Voilà qui ébranle le dogme de la liberté absolue de choisir. En effet, que penser lorsque le choix des femmes se retourne contre elles? Que faire lorsque le choix des femmes (avorter ou non) devient en fait le choix des hommes (sélection en faveur des foetus de sexe masculin)?

Et ce n'est que la pointe de l'iceberg. Les diagnostics prénataux procurent aux géniteurs des informations toujours plus précises sur l'enfant à naître. Avec le risque de déboucher sur des avortements lorsque seront détectées telle caractéristique physique, une prédisposition à telle maladie, etc. Bref, le flou juridique actuel rend praticable le sexisme, la discrimination chromosomique, l'eugénisme. D'où la nécessité de discuter à nouveau de l'encadrement de l'avortement.

Mais c'est devenu impossible, tant règnent la méfiance et la mauvaise foi. Stéphane Lafleur, sur le dernier album d'Avec pas d'casque, chante «Où y'a une vue, y'a des clôtures». Justement, il appert qu'il y a une éternité que les pro-vie et les pro-choix, bien campés dans leur point de vue respectif, n'ont pas «sauté la clôture» pour aller voir comment le problème se présentait de l'autre côté.

Pour beaucoup, il s'agit d'assurer la souveraineté de la femme sur son corps et son existence.

Pour d'autres, l'enjeu est surtout de défendre la vie humaine, les innocents, les plus faibles.

Toutes les valeurs en jeu ici sont valables et précieuses.
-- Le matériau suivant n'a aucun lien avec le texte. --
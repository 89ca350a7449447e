use alloy::primitives::Address;
use anyhow::Context;
use std::str::FromStr;

use super::conversion::hex_encode;

/// Parse an EVM address and return it as lowercase `0x` hex.
///
/// Entity ids and configuration addresses are compared as strings, so every
/// address entering the system goes through here once.
pub fn normalize_address(address: &str) -> anyhow::Result<String> {
    let parsed = Address::from_str(address.trim())
        .with_context(|| format!("Invalid address '{}'", address))?;
    Ok(hex_encode(parsed.as_slice()))
}
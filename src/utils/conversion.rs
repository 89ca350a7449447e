//! Type conversion and decimal arithmetic utilities.
//!
//! Raw on-chain amounts arrive as U256 integers; everything the pricing
//! code touches is a `BigDecimal` in whole token units.

use alloy::primitives::{hex, U256};
use anyhow::Context;
use bigdecimal::BigDecimal;
use num_bigint::{BigInt, Sign};
use num_traits::Zero;
use once_cell::sync::Lazy;
use std::str::FromStr;

// ============================================
// Decimal Constants
// ============================================

pub static ZERO_BD: Lazy<BigDecimal> = Lazy::new(BigDecimal::zero);
pub static ONE_BD: Lazy<BigDecimal> = Lazy::new(|| BigDecimal::from(1));
pub static TWO_BD: Lazy<BigDecimal> = Lazy::new(|| BigDecimal::from(2));

// ============================================
// Hex Encoding
// ============================================

/// Encode bytes as a lowercase hex string with 0x prefix.
pub fn hex_encode(bytes: &[u8]) -> String {
    format!("0x{}", hex::encode(bytes))
}

// ============================================
// Decimal Arithmetic
// ============================================

/// Divide `numerator` by `denominator`, returning zero when the denominator is zero.
///
/// Pools without liquidity are an expected state, so every division in the
/// pricing path goes through here instead of panicking.
pub fn safe_div(numerator: &BigDecimal, denominator: &BigDecimal) -> BigDecimal {
    if denominator.is_zero() {
        ZERO_BD.clone()
    } else {
        numerator / denominator
    }
}

// ============================================
// U256 Conversions
// ============================================

/// Convert a raw U256 token amount to whole token units.
///
/// Exact: the integer becomes the unscaled value and `decimals` the scale,
/// so no precision is lost for any 256-bit amount.
///
/// # Example
/// ```ignore
/// let value = U256::from(1_500_000u64);
/// let usdc = convert_token_to_decimal(value, 6); // 1.5
/// ```
pub fn convert_token_to_decimal(value: U256, decimals: u8) -> BigDecimal {
    let bytes: [u8; 32] = value.to_le_bytes();
    let big_int = BigInt::from_bytes_le(Sign::Plus, &bytes);
    BigDecimal::new(big_int, decimals as i64)
}

/// Parse a raw amount string (decimal, or `0x` hex) and convert it to token units.
pub fn parse_token_amount(raw: &str, decimals: u8) -> anyhow::Result<BigDecimal> {
    let value = U256::from_str(raw.trim())
        .with_context(|| format!("Invalid raw token amount '{}'", raw))?;
    Ok(convert_token_to_decimal(value, decimals))
}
Or, certains pro-choix esquivent rapidement le fait qu'il n'y a pas que le corps de la femme à prendre en considération dans cette affaire, mais également un autre être possédant son propre bagage génétique, viable dès la 24e semaine, etc. Aussi, en lui déniant parfois toute signification morale, on banalise l'acte abortif; on en fait un simple choix de préférence, n'engageant pas la responsabilité.
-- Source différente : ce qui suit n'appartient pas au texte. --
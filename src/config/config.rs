use anyhow::Context;
use bigdecimal::BigDecimal;
use config::{Config, ConfigError, File};
use serde::Deserialize;
use std::str::FromStr;

use super::deployment::Deployment;

/// Which slot of a pair holds a given token.
#[derive(Debug, Deserialize, Clone, Copy, PartialEq, Eq)]
#[serde(rename_all = "lowercase")]
pub enum TokenSlot {
    Token0,
    Token1,
}

impl TokenSlot {
    pub fn other(self) -> Self {
        match self {
            TokenSlot::Token0 => TokenSlot::Token1,
            TokenSlot::Token1 => TokenSlot::Token0,
        }
    }
}

/// A stablecoin/native pair used to derive the native USD price.
///
/// `stable_slot` is a static fact of the deployment: it tells the oracle
/// which reserve is the native asset without inspecting the pair.
#[derive(Debug, Deserialize, Clone)]
pub struct StablecoinPairSettings {
    pub address: String,
    pub stable_slot: TokenSlot,
}

/// Per-deployment pricing configuration.
///
/// Addresses are validated and normalised when converted into a
/// [`Deployment`]; thresholds are decimal strings so no float rounding
/// sneaks into the comparisons.
#[derive(Debug, Deserialize, Clone)]
pub struct DeploymentSettings {
    pub name: String,
    pub native_token: String,
    /// Stablecoin pairs in trust order (at most three)
    #[serde(default)]
    pub stablecoin_pairs: Vec<StablecoinPairSettings>,
    /// Tokens trusted for price and volume attribution, highest priority first
    pub whitelist: Vec<String>,
    /// Minimum pair reserve (in native units) before it can price a token
    #[serde(default = "default_min_liquidity_native")]
    pub min_liquidity_native: String,
    /// Minimum USD reserves required to track volume on pairs with few LPs
    #[serde(default = "default_min_usd_new_pairs")]
    pub min_usd_new_pairs: String,
    /// Pairs with fewer liquidity providers than this go through the new-pair check
    #[serde(default = "default_min_liquidity_providers")]
    pub min_liquidity_providers: u64,
}

fn default_min_liquidity_native() -> String {
    "2".to_string()
}

fn default_min_usd_new_pairs() -> String {
    "400000".to_string()
}

fn default_min_liquidity_providers() -> u64 {
    5
}

/// Logging configuration for the binary.
#[derive(Debug, Deserialize, Clone)]
pub struct LoggingSettings {
    #[serde(default = "default_log_level")]
    pub level: String,
}

impl Default for LoggingSettings {
    fn default() -> Self {
        Self {
            level: default_log_level(),
        }
    }
}

fn default_log_level() -> String {
    "info".to_string()
}

/// Replay run selection: which deployment to use and which event file to feed it.
#[derive(Debug, Deserialize, Clone)]
pub struct ReplaySettings {
    pub deployment: String,
    pub input: String,
}

/// Root application configuration.
///
/// Loaded from `config.yaml` at startup.
#[derive(Debug, Deserialize, Clone)]
pub struct Settings {
    #[serde(default)]
    pub logging: LoggingSettings,
    pub deployments: Vec<DeploymentSettings>,
    #[serde(default)]
    pub replay: Option<ReplaySettings>,
}

impl Settings {
    pub fn new() -> Result<Self, ConfigError> {
        Self::from_path("config")
    }

    pub fn from_path(path: &str) -> Result<Self, ConfigError> {
        let s = Config::builder().add_source(File::with_name(path)).build()?;

        let settings: Settings = s.try_deserialize()?;

        Ok(settings)
    }

    /// Validate and return the deployment called `name`.
    pub fn deployment(&self, name: &str) -> anyhow::Result<Deployment> {
        let raw = self
            .deployments
            .iter()
            .find(|d| d.name == name)
            .with_context(|| format!("No deployment named '{}' in configuration", name))?;

        Deployment::try_from(raw.clone())
    }
}

/// Parse a decimal threshold from configuration.
pub(crate) fn parse_threshold(field: &str, value: &str) -> anyhow::Result<BigDecimal> {
    let parsed = BigDecimal::from_str(value.trim())
        .with_context(|| format!("{} is not a decimal: '{}'", field, value))?;
    if parsed < BigDecimal::from(0) {
        anyhow::bail!("{} must be non-negative, got {}", field, parsed);
    }
    Ok(parsed)
}
pub mod events;
pub mod processor;

pub use events::{EventOutcome, PairEvent, ReplayInput};
pub use processor::{EventProcessor, ReplaySummary};
use super::models::{Bundle, Pair, PairIndexEntry, Token};

/// Entity lookups and writes the pricing core depends on.
///
/// Every load returns `None` for a missing entity instead of failing;
/// callers decide whether absence means "unpriced" or a data fault.
pub trait EntityStore {
    fn load_pair(&self, id: &str) -> Option<Pair>;
    fn load_token(&self, id: &str) -> Option<Token>;
    fn load_bundle(&self, id: &str) -> Option<Bundle>;
    /// Address of the pair joining `token` to `candidate`, if one was indexed.
    fn load_pair_index_entry(&self, token: &str, candidate: &str) -> Option<String>;

    fn save_pair(&mut self, pair: Pair);
    fn save_token(&mut self, token: Token);
    fn save_bundle(&mut self, bundle: Bundle);
    fn save_pair_index_entry(&mut self, entry: PairIndexEntry);
}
Du côté des pro-vie, certains sous-estiment la détresse extrême accompagnant une grossesse non désirée. Que bien des femmes, à toutes les époques, aient choisi d'avorter malgré l'illégalité ou les procédés sordides, devraient suffire pour convaincre de cette détresse.

Plus encore: souvent portés à revendiquer la criminalisation tous azimuts de l'avortement, certains assimilent trop aisément l'avortement à un assassinat. Si on peut légitimement percevoir l'avortement comme la suppression d'un être humain, il reste que les circonstances altèrent radicalement la nature du geste. Pour que l'avortement soit criminalisé comme un meurtre, il faudrait qu'il soit évident ou communément admis que le foetus est un être pleinement humain, voire une personne; ce qui est loin d'être le cas dans une société où 90% des citoyens appuient le droit à l'avortement.
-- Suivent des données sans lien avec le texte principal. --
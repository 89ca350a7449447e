pub mod config;
pub mod db;
pub mod pricing;
pub mod utils;
pub mod worker;

pub use config::{Deployment, Settings};
pub use db::{EntityStore, MemoryStore};
pub use pricing::PriceResolver;
pub use worker::{EventProcessor, PairEvent};
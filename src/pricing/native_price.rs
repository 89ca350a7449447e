use bigdecimal::BigDecimal;
use log::debug;

use super::PriceResolver;
use crate::{
    config::{TokenSlot, MAX_STABLECOIN_PAIRS},
    db::{models::Pair, EntityStore},
    utils::{safe_div, ZERO_BD},
};

impl PriceResolver {
    /// USD price of one unit of the native asset.
    ///
    /// Stablecoin pairs are consulted in trust order and only the leading
    /// run of pairs that exist is used: if the first pair has not been
    /// created yet the result is zero even when later ones exist. A position
    /// left empty in configuration ends the run the same way.
    ///
    /// - No pairs: zero (unpriced)
    /// - One pair: its stablecoin-per-native spot price
    /// - Several: average of their prices weighted by native reserves
    ///
    /// ## Orientation:
    /// The configured `stable_slot` decides which reserve is native and which
    /// spot price applies. With the stablecoin in slot 1, native reserve is
    /// reserve0 and the price is token1_price (token1 per token0).
    pub fn native_price_usd<S: EntityStore + ?Sized>(&self, store: &S) -> BigDecimal {
        let mut available: Vec<(Pair, TokenSlot)> = Vec::with_capacity(MAX_STABLECOIN_PAIRS);
        for stable in &self.deployment.stablecoin_pairs {
            let Some(stable) = stable else {
                break;
            };
            match store.load_pair(&stable.address) {
                Some(pair) => available.push((pair, stable.stable_slot)),
                None => break,
            }
        }

        match available.as_slice() {
            [] => {
                debug!("[{}] No stablecoin pair available", self.deployment.name);
                ZERO_BD.clone()
            },
            [(pair, stable_slot)] => pair.price(*stable_slot).clone(),
            pairs => {
                // sum(reserve_native_i * price_i) / sum(reserve_native_i)
                let mut weighted = BigDecimal::default();
                let mut total_native = BigDecimal::default();
                for (pair, stable_slot) in pairs {
                    let native_reserve = pair.reserve(stable_slot.other());
                    weighted += native_reserve * pair.price(*stable_slot);
                    total_native += native_reserve;
                }
                safe_div(&weighted, &total_native)
            },
        }
    }
}

#[cfg(test)]
mod tests {
    use super::super::{fixtures::*, PriceResolver};
    use crate::{
        config::Deployment,
        db::{models::Pair, EntityStore, MemoryStore},
    };
    use num_traits::Zero;
    use std::sync::Arc;

    /// Stablecoin pair with `native` units of native reserve and the given
    /// stablecoin-per-native price, oriented like the configured slot.
    fn stable_pair(id: &str, native: &str, price: &str) -> Pair {
        let stable = addr(0x5000);
        let mut pair = if id == STABLE_PAIR_C {
            let mut p = Pair::new(id.to_string(), stable, NATIVE.to_string());
            p.reserve1 = bd(native);
            p.token0_price = bd(price);
            p
        } else {
            let mut p = Pair::new(id.to_string(), NATIVE.to_string(), stable);
            p.reserve0 = bd(native);
            p.token1_price = bd(price);
            p
        };
        pair.liquidity_provider_count = 10;
        pair
    }

    #[test]
    fn test_no_pairs_is_zero() {
        let store = MemoryStore::new();
        assert!(resolver().native_price_usd(&store).is_zero());
    }

    #[test]
    fn test_single_pair_price_returned_directly() {
        let mut store = MemoryStore::new();
        store.register_pair(stable_pair(STABLE_PAIR_A, "0", "1.25"));
        // Reserves are not consulted when only one pair exists
        assert_eq!(resolver().native_price_usd(&store), bd("1.25"));
    }

    #[test]
    fn test_two_pairs_reserve_weighted() {
        let mut store = MemoryStore::new();
        store.register_pair(stable_pair(STABLE_PAIR_A, "100", "2"));
        store.register_pair(stable_pair(STABLE_PAIR_B, "300", "4"));
        // (100*2 + 300*4) / 400
        assert_eq!(resolver().native_price_usd(&store), bd("3.5"));
    }

    #[test]
    fn test_three_pairs_reserve_weighted() {
        let mut store = MemoryStore::new();
        store.register_pair(stable_pair(STABLE_PAIR_A, "100", "1.00"));
        store.register_pair(stable_pair(STABLE_PAIR_B, "200", "1.01"));
        store.register_pair(stable_pair(STABLE_PAIR_C, "300", "0.99"));

        let expected = (bd("100") * bd("1.00") + bd("200") * bd("1.01") + bd("300") * bd("0.99"))
            / bd("600");
        assert_close(&resolver().native_price_usd(&store), &expected);
    }

    #[test]
    fn test_orientation_per_slot() {
        // Third pair has the stablecoin in slot 0: its weight is reserve1 and price token0_price
        let mut store = MemoryStore::new();
        store.register_pair(stable_pair(STABLE_PAIR_A, "100", "1"));
        store.register_pair(stable_pair(STABLE_PAIR_B, "100", "1"));
        let mut c = stable_pair(STABLE_PAIR_C, "200", "4");
        // Noise on the other side must be ignored
        c.reserve0 = bd("999999");
        c.token1_price = bd("999999");
        store.register_pair(c);

        // (100*1 + 100*1 + 200*4) / 400
        assert_eq!(resolver().native_price_usd(&store), bd("2.5"));
    }

    #[test]
    fn test_missing_first_pair_is_zero() {
        let mut store = MemoryStore::new();
        store.register_pair(stable_pair(STABLE_PAIR_B, "100", "1"));
        store.register_pair(stable_pair(STABLE_PAIR_C, "100", "1"));
        assert!(resolver().native_price_usd(&store).is_zero());
    }

    #[test]
    fn test_gap_in_trust_order_stops_at_gap() {
        // First and third exist: only the first counts
        let mut store = MemoryStore::new();
        store.register_pair(stable_pair(STABLE_PAIR_A, "100", "1.5"));
        store.register_pair(stable_pair(STABLE_PAIR_C, "900", "7"));
        assert_eq!(resolver().native_price_usd(&store), bd("1.5"));
    }

    #[test]
    fn test_empty_configured_slot_stops_at_gap() {
        let mut raw = settings();
        raw.stablecoin_pairs[1].address = String::new();
        let resolver = PriceResolver::new(Arc::new(Deployment::try_from(raw).unwrap()));

        let mut store = MemoryStore::new();
        store.register_pair(stable_pair(STABLE_PAIR_A, "100", "1.5"));
        store.register_pair(stable_pair(STABLE_PAIR_C, "900", "7"));
        assert_eq!(resolver.native_price_usd(&store), bd("1.5"));
    }

    #[test]
    fn test_zero_total_reserves_is_zero() {
        let mut store = MemoryStore::new();
        store.register_pair(stable_pair(STABLE_PAIR_A, "0", "1"));
        store.register_pair(stable_pair(STABLE_PAIR_B, "0", "1"));
        assert!(resolver().native_price_usd(&store).is_zero());
    }

    #[test]
    fn test_idempotent() {
        let mut store = MemoryStore::new();
        store.register_pair(stable_pair(STABLE_PAIR_A, "100", "1.00"));
        store.register_pair(stable_pair(STABLE_PAIR_B, "200", "1.01"));
        let resolver = resolver();
        assert_eq!(resolver.native_price_usd(&store), resolver.native_price_usd(&store));
        assert!(store.load_bundle("1").is_none());
    }
}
Par ailleurs, quiconque a côtoyé une femme qui s'est fait avorter n'éprouve guère l'envie de la qualifier de «criminelle» ...

Nous voici donc devant une problématique qui deviendra encore plus épineuse avec le développement technique. Elle exige la fin d'une polarisation rigide au profit d'une approche plus pragmatique. Le consensus n'adviendra pas de sitôt sur le fond de la question; en attendant, il me semble urgent de nous entendre pour empêcher certaines pratiques, notamment celles relevant d'une forme ou l'autre d'eugénisme.